Then dust off your words and…try again.
Bedtime read aloud

Sunday, December 17, 2017

Wonder Boy and his Talker


Super Daddy accepts an AAC device from Theresa and Jim Edwards
and Sophie's Run.
Wonder Boy hurried to the end of the hallway. He smiled. He giggled. He jumped up and down and squealed. Super Daddy stepped into the corridor and waited.
 
Wonder Boy sped forward. He jumped, using his momentum to sail high into Super Daddy's arms.
 
Augmentative and Alternative Communication (AAC) occurs anytime a person communicates without words. It's sign language. A written note. A nod, wink, grimace. It's a shaken head or pointed finger. AAC is a giggle, squeal or smile. AAC is also language facilitated by computers.
 
November 15, 2016, Super Daddy accepted an AAC device on behalf of Wonder Boy. The "talker" was a gift from Jim and Theresa Edwards and Sophie's Run, an organization founded to honor their daughter, Sophie Edwards, and provide Assistive Technology (AT) to individuals who need help communicating.
 
Sophie communicated with her eyes.
 
"…we found an eye gaze computer that Sophie could operate. It took months to locate the sources to fund the $17,000 device, only to have it delivered 1 week to the day after Sophie's funeral." http://www.runsophies5k.com/about_us
 
Some individuals don't understand facial expressions or body language. Talking is hard. Remembering doesn't come easy. When a person has difficulty processing words, a communication device can help.
 
"There are two types of aided systems—basic and high-tech. A pen and paper is a basic aided system. Pointing to letters, words, or pictures on a board is a basic aided system. Touching letters or pictures on a computer screen that speaks for you is a high-tech aided system." http://www.asha.org/public/speech/disorders/AAC/
 
 
Happily, in the beginning, there was Amy, who created Wonder Boy's first Picture Exchange Communication (PECS) book, a collection of photo tokens that helped Wonder Boy begin to express his needs and wants. Amy taught Wonder Boy and his family how to use the PECS system.

Wonder Boy continues to use his PECS book.
Soon after, Wonder Boy was enrolled in a highly rated school for special needs children, where his skills expanded. His tantrums and self injurious behaviors (SIBS) decreased as his ability to express himself grew.
 
Educators at his school recommended Wonder Boy to receive a communication device.
 
Today, Wonder Boy uses his talker at school to create grammatically complete sentences and other assignments. He uses it to identify needs and wants.
 
At home? We're still learning how to help Wonder Boy use the device effectively.
 
Wonder Boy hurried to the end of the hallway. He smiled. He giggled. He jumped up and down and squealed. Nonnie stepped into the corridor.
 
"No, no, no!" Wonder Boy exclaimed. He shook his head and frowned.
 
Using an ipad we demonstrated how to find the needed words.
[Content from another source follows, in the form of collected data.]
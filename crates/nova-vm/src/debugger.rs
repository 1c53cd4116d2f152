//! Debugger service.
//!
//! A pause/step/breakpoint gate consulted before every CPU instruction.
//! Host threads drive it through a cloneable handle; commands travel over
//! a channel and state lives in atomics, so the gate itself never blocks
//! the scheduler thread.

use std::collections::HashSet;
use std::sync::atomic::{AtomicBool, Ordering};
use std::sync::{Arc, Mutex};

use crossbeam_channel::{Receiver, Sender, unbounded};

/// Commands a host can send to the debugger.
#[derive(Debug, Clone, Copy, PartialEq, Eq)]
pub enum DebugCommand {
    Pause,
    Resume,
    /// Execute exactly one instruction while paused.
    Step,
    AddBreakpoint(u16),
    RemoveBreakpoint(u16),
    ClearBreakpoints,
}

/// What the scheduler should do with the next instruction.
#[derive(Debug, Clone, Copy, PartialEq, Eq)]
pub enum GateAction {
    /// Execute it.
    Run,
    /// Paused: end the slice without executing.
    Hold,
}

struct Shared {
    paused: AtomicBool,
    step_pending: AtomicBool,
    breakpoints: Mutex<HashSet<u16>>,
}

/// Host-facing handle; clone freely across threads.
#[derive(Clone)]
pub struct DebuggerHandle {
    tx: Sender<DebugCommand>,
    shared: Arc<Shared>,
}

impl DebuggerHandle {
    pub fn send(&self, command: DebugCommand) {
        let _ = self.tx.send(command);
    }

    #[must_use]
    pub fn is_paused(&self) -> bool {
        self.shared.paused.load(Ordering::Acquire)
    }
}

/// The scheduler-side debugger service.
pub struct Debugger {
    rx: Receiver<DebugCommand>,
    shared: Arc<Shared>,
}

impl Debugger {
    #[must_use]
    pub fn new() -> (Self, DebuggerHandle) {
        let (tx, rx) = unbounded();
        let shared = Arc::new(Shared {
            paused: AtomicBool::new(false),
            step_pending: AtomicBool::new(false),
            breakpoints: Mutex::new(HashSet::new()),
        });
        let handle = DebuggerHandle {
            tx,
            shared: Arc::clone(&shared),
        };
        (Self { rx, shared }, handle)
    }

    fn drain_commands(&self) {
        while let Ok(command) = self.rx.try_recv() {
            match command {
                DebugCommand::Pause => self.shared.paused.store(true, Ordering::Release),
                DebugCommand::Resume => self.shared.paused.store(false, Ordering::Release),
                DebugCommand::Step => self.shared.step_pending.store(true, Ordering::Release),
                DebugCommand::AddBreakpoint(addr) => {
                    if let Ok(mut bps) = self.shared.breakpoints.lock() {
                        bps.insert(addr);
                    }
                }
                DebugCommand::RemoveBreakpoint(addr) => {
                    if let Ok(mut bps) = self.shared.breakpoints.lock() {
                        bps.remove(&addr);
                    }
                }
                DebugCommand::ClearBreakpoints => {
                    if let Ok(mut bps) = self.shared.breakpoints.lock() {
                        bps.clear();
                    }
                }
            }
        }
    }

    /// Gate the instruction about to execute at `pc`.
    pub fn gate(&self, pc: u16) -> GateAction {
        self.drain_commands();

        let hit = self
            .shared
            .breakpoints
            .lock()
            .map(|bps| bps.contains(&pc))
            .unwrap_or(false);
        if hit {
            self.shared.paused.store(true, Ordering::Release);
        }

        if self.shared.paused.load(Ordering::Acquire) {
            if self.shared.step_pending.swap(false, Ordering::AcqRel) {
                return GateAction::Run;
            }
            return GateAction::Hold;
        }
        GateAction::Run
    }

    /// Report a fatal CPU condition to the host: pause so state can be
    /// inspected.
    pub fn report_fault(&self) {
        self.shared.paused.store(true, Ordering::Release);
    }
}

#[cfg(test)]
mod tests {
    use super::*;

    #[test]
    fn runs_by_default() {
        let (debugger, _handle) = Debugger::new();
        assert_eq!(debugger.gate(0x1000), GateAction::Run);
    }

    #[test]
    fn pause_holds_until_resume() {
        let (debugger, handle) = Debugger::new();
        handle.send(DebugCommand::Pause);
        assert_eq!(debugger.gate(0x1000), GateAction::Hold);
        handle.send(DebugCommand::Resume);
        assert_eq!(debugger.gate(0x1000), GateAction::Run);
    }

    #[test]
    fn step_runs_one_instruction_while_paused() {
        let (debugger, handle) = Debugger::new();
        handle.send(DebugCommand::Pause);
        assert_eq!(debugger.gate(0x1000), GateAction::Hold);
        handle.send(DebugCommand::Step);
        assert_eq!(debugger.gate(0x1000), GateAction::Run);
        assert_eq!(debugger.gate(0x1001), GateAction::Hold);
    }

    #[test]
    fn breakpoint_pauses_at_address() {
        let (debugger, handle) = Debugger::new();
        handle.send(DebugCommand::AddBreakpoint(0x2000));
        assert_eq!(debugger.gate(0x1FFF), GateAction::Run);
        assert_eq!(debugger.gate(0x2000), GateAction::Hold);
        assert!(handle.is_paused());
    }
}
Wonder Boy independently copied the movements on his talker, pushed a button and the machine spoke.
 
Wonder Boy looked up. He smiled. He giggled. He jumped up and down and squealed. "I want Daddy," he said.
 
And then? He flew.
 

Sunday, December 10, 2017

Unconditional

Downstairs, Wonder Boy was engaged in therapy. Voices murmured, paper shuffled. Toys clattered.
 
Upstairs, the house was quiet. Christmas tree lights flickered. The refrigerator hummed.
 
Finished practicing piano, Amaze Girl worked her projects. Books, pencils, crayons, markers, pens. "Nonnie," she said, without looking up. "I love…" She paused. "…the way you love me. No matter what."
 
I do love this sweet girl. So. Much. Around the moon on a spoon. Now and forever. To the end of time and back again.
 
No matter what.
 

Sunday, December 3, 2017

Transition in Autism and Divorce

Transition Be Like...
It's Transition Day! When the children return following a visit at their other home. Would they be fed and rested? Teeth brushed? Clean? What would they need to return to balance? Food? Sleep? Sensory squeeze? A bounce on the trampoline? In the words of Forrest Gump: "you never know what you're gonna get."
 
Transition…shatters the status quo…It's leaving any activity, especially when it's "preferred," for any other activity, preferred or not.
 
This day, the door opened and two happy people bounded in. Amaze Girl beamed. "We went to Dollar Tree!"
 
In autism – and divorce – the most stressful transitions are when children are transferred between two divergent homes. With adults who refuse to communicate, participate, cooperate. Whose parenting styles, in the words of one clinician, are "substantially different."
 
There may be exhaustion. Hunger. Loss of words and eye contact. Inability to focus. Crusty teeth. Tears, stims and Self Injurious Behaviors (SIBS). It can take two days to balance, feed and rest little bodies so work – growth, recovery, progress - might happen again.
 
Just in time for the next transition.
 
When an estranged parent chooses to be absent from the everyday, gives up the work of parenting to a partner and refuses communication with her co-parent, transitions are made yet more difficult. A child's ability to learn may be compromised. His growth inhibited. Her social and life experiences limited.
 
When parents don't work together? It's. Hard. On. The. Kids.
"…the relationship between the parents is a critical component to a child's proper development…" Judith Wallerstein, Second Chances: Men, Women and Children, a Decade After Divorce
(Read Judith Wallerstein's 25-year study, "The Unexpected Legacy of Divorce": http://fellowshipoftheparks.com/Documents%5CUnexpected_Legacy_of_Divorce.pdf)
It's not just about the kids. Adults who step away from parenting opportunities miss out too. Because love grows out of seeds planted in the smallest seeming moments.
  • Make smiley face pancakes for breakfast.
  • Write a note and tuck it into a homemade school lunch.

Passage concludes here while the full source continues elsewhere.